◆ **SUPPLIED MATERIAL**:
··········

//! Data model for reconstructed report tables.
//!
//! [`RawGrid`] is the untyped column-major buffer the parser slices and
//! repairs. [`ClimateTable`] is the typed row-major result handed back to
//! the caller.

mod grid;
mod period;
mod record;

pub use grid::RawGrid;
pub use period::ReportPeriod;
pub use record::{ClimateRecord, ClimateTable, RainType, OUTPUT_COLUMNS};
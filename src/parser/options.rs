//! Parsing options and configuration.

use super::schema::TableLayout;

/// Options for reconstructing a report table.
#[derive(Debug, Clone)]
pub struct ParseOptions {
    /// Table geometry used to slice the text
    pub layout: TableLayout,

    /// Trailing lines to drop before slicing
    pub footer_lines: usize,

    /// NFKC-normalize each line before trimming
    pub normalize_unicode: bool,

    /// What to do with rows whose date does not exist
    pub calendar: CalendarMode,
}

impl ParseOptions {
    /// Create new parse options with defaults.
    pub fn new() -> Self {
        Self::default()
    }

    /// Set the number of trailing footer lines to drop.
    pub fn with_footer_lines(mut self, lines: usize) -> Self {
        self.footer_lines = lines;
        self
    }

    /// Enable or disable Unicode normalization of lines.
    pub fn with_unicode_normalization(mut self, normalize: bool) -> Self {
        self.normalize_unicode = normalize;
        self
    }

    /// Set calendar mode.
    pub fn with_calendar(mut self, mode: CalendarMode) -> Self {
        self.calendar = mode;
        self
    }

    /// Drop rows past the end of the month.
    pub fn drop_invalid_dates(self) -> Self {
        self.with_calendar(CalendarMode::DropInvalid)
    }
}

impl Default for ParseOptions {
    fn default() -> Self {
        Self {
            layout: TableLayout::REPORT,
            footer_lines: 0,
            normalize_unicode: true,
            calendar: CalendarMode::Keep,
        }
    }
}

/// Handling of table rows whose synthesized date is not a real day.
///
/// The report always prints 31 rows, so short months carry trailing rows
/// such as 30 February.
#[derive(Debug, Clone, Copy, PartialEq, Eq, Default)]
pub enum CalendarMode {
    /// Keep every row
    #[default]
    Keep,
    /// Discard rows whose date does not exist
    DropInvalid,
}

··········

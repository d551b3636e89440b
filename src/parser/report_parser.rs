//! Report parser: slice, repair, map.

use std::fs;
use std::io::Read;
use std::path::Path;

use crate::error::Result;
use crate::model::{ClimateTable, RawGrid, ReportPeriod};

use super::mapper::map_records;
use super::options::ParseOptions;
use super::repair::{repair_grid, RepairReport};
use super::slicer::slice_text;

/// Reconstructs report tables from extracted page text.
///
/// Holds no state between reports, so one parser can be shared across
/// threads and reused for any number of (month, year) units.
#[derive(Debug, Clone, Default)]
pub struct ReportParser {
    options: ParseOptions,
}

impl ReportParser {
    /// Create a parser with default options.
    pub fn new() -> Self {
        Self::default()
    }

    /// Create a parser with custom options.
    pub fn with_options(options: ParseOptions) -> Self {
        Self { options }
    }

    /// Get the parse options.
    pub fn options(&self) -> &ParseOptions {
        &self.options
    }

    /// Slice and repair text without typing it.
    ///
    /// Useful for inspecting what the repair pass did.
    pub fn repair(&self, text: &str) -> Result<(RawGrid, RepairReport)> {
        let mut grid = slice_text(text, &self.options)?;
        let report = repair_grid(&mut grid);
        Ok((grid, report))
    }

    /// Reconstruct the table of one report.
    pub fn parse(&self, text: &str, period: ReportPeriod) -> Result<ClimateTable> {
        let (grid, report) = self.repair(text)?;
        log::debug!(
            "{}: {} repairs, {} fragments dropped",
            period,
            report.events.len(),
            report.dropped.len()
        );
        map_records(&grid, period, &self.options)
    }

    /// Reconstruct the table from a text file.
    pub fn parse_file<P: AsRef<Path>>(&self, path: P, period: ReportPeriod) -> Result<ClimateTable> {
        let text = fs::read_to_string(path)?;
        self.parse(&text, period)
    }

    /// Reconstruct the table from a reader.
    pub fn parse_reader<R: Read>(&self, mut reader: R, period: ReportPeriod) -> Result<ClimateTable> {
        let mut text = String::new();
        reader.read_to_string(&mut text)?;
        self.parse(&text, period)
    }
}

··········

◆ **TASK DESCRIPTION**: Only lines with the string "number" are wanted; please find each one in the listing and copy it.

◆ **RESULT**:
    /// Set the number of trailing footer lines to drop.
/// threads and reused for any number of (month, year) units.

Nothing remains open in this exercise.